_Brief_.
The reply to the records below should contain exactly the lines from the line with "self.current_page > 0" through the line with "the dot indicator).", and nothing besides.

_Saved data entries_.
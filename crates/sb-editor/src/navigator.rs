//! Page navigation: the editor's single page and the preview's spreads.
//!
//! A page change is two-step. [`PageNavigator::request_page`] enters a
//! short-lived flipping state and tells the host how long to wait; the
//! host's timer then calls [`PageNavigator::complete_flip`], which commits
//! the target only if it still exists.

use serde::Serialize;

#[derive(Debug, Clone, Copy, PartialEq, Eq, Serialize)]
#[serde(rename_all = "camelCase")]
pub enum FlipDirection {
    Next,
    Prev,
}

#[derive(Debug, Clone, Copy, PartialEq, Eq, Serialize)]
pub struct Flip {
    pub direction: FlipDirection,
    pub target: usize,
}

/// Number of two-page spreads for `page_count` pages.
pub fn spread_count(page_count: usize) -> usize {
    page_count.div_ceil(2)
}

#[derive(Debug, Clone, PartialEq)]
pub struct PageNavigator {
    current_page: usize,
    /// First page of the preview spread; always even.
    spread_start: usize,
    flip: Option<Flip>,
    flip_duration_ms: u32,
}

impl PageNavigator {
    pub fn new(flip_duration_ms: u32) -> Self {
        Self {
            current_page: 0,
            spread_start: 0,
            flip: None,
            flip_duration_ms,
        }
    }

    pub fn current_page(&self) -> usize {
        self.current_page
    }

    pub fn flip(&self) -> Option<Flip> {
        self.flip
    }

    pub fn is_flipping(&self) -> bool {
        self.flip.is_some()
    }

    /// Back to the first page and spread (a different scrapbook was opened).
    pub fn reset(&mut self) {
        self.current_page = 0;
        self.spread_start = 0;
        self.flip = None;
    }

    // ─── Editor pages ────────────────────────────────────────────────────

    /// Ask to show page `index`. Out of range or already current is a no-op
    /// (`None`); otherwise the flip starts and its duration is returned.
    /// A second request before completion retargets the running flip.
    pub fn request_page(&mut self, index: i64, page_count: usize) -> Option<u32> {
        let Ok(target) = usize::try_from(index) else {
            log::debug!("page {index} requested; ignoring");
            return None;
        };
        if target >= page_count || target == self.current_page {
            log::debug!("page {target} of {page_count} requested from {}; ignoring", self.current_page);
            return None;
        }
        let direction = if target > self.current_page {
            FlipDirection::Next
        } else {
            FlipDirection::Prev
        };
        self.flip = Some(Flip { direction, target });
        Some(self.flip_duration_ms)
    }

    pub fn next_page(&mut self, page_count: usize) -> Option<u32> {
        self.request_page(self.current_page as i64 + 1, page_count)
    }

    pub fn prev_page(&mut self, page_count: usize) -> Option<u32> {
        self.request_page(self.current_page as i64 - 1, page_count)
    }

    /// Timer callback. Commits the pending target if the page still exists
    /// and clears the flipping state either way. Returns whether the current
    /// page changed.
    pub fn complete_flip(&mut self, page_count: usize) -> bool {
        let Some(flip) = self.flip.take() else {
            return false;
        };
        if flip.target < page_count {
            self.current_page = flip.target;
            true
        } else {
            log::debug!("flip target {} vanished ({page_count} pages left)", flip.target);
            self.clamp(page_count);
            false
        }
    }

    /// Keep indices valid after pages were removed.
    pub fn clamp(&mut self, page_count: usize) {
        let last = page_count.saturating_sub(1);
        self.current_page = self.current_page.min(last);
        if self.spread_start >= page_count {
            self.spread_start = last - last % 2;
        }
    }

    pub fn has_prev_page(&self) -> bool {
        self.current_page > 0
    }

    pub fn has_next_page(&self, page_count: usize) -> bool {
        self.current_page + 1 < page_count
    }

    // ─── Preview spreads ─────────────────────────────────────────────────

    pub fn spread_start(&self) -> usize {
        self.spread_start
    }

    /// Index of the active spread (for the dot indicator).
    pub fn active_spread(&self) -> usize {
        self.spread_start / 2
    }

    /// Left and (if present) right page of the active spread.
    pub fn spread_pages(&self, page_count: usize) -> (usize, Option<usize>) {
        let right = self.spread_start + 1;
        (self.spread_start, (right < page_count).then_some(right))
    }

    pub fn has_prev_spread(&self) -> bool {
        self.spread_start > 0
    }

    pub fn has_next_spread(&self, page_count: usize) -> bool {
        self.spread_start + 2 < page_count
    }

    pub fn next_spread(&mut self, page_count: usize) -> bool {
        if self.has_next_spread(page_count) {
            self.spread_start += 2;
            true
        } else {
            false
        }
    }

    pub fn prev_spread(&mut self) -> bool {
        if self.has_prev_spread() {
            self.spread_start -= 2;
            true
        } else {
            false
        }
    }

    pub fn jump_to_spread(&mut self, spread: usize, page_count: usize) -> bool {
        if spread < spread_count(page_count) {
            self.spread_start = spread * 2;
            true
        } else {
            false
        }
    }
}

impl Default for PageNavigator {
    fn default() -> Self {
        Self::new(400)
    }
}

_Exercise output_.
        self.current_page > 0
    }

    pub fn has_next_page(&self, page_count: usize) -> bool {
        self.current_page + 1 < page_count
    }

    // ─── Preview spreads ─────────────────────────────────────────────────

    pub fn spread_start(&self) -> usize {
        self.spread_start
    }

    /// Index of the active spread (for the dot indicator).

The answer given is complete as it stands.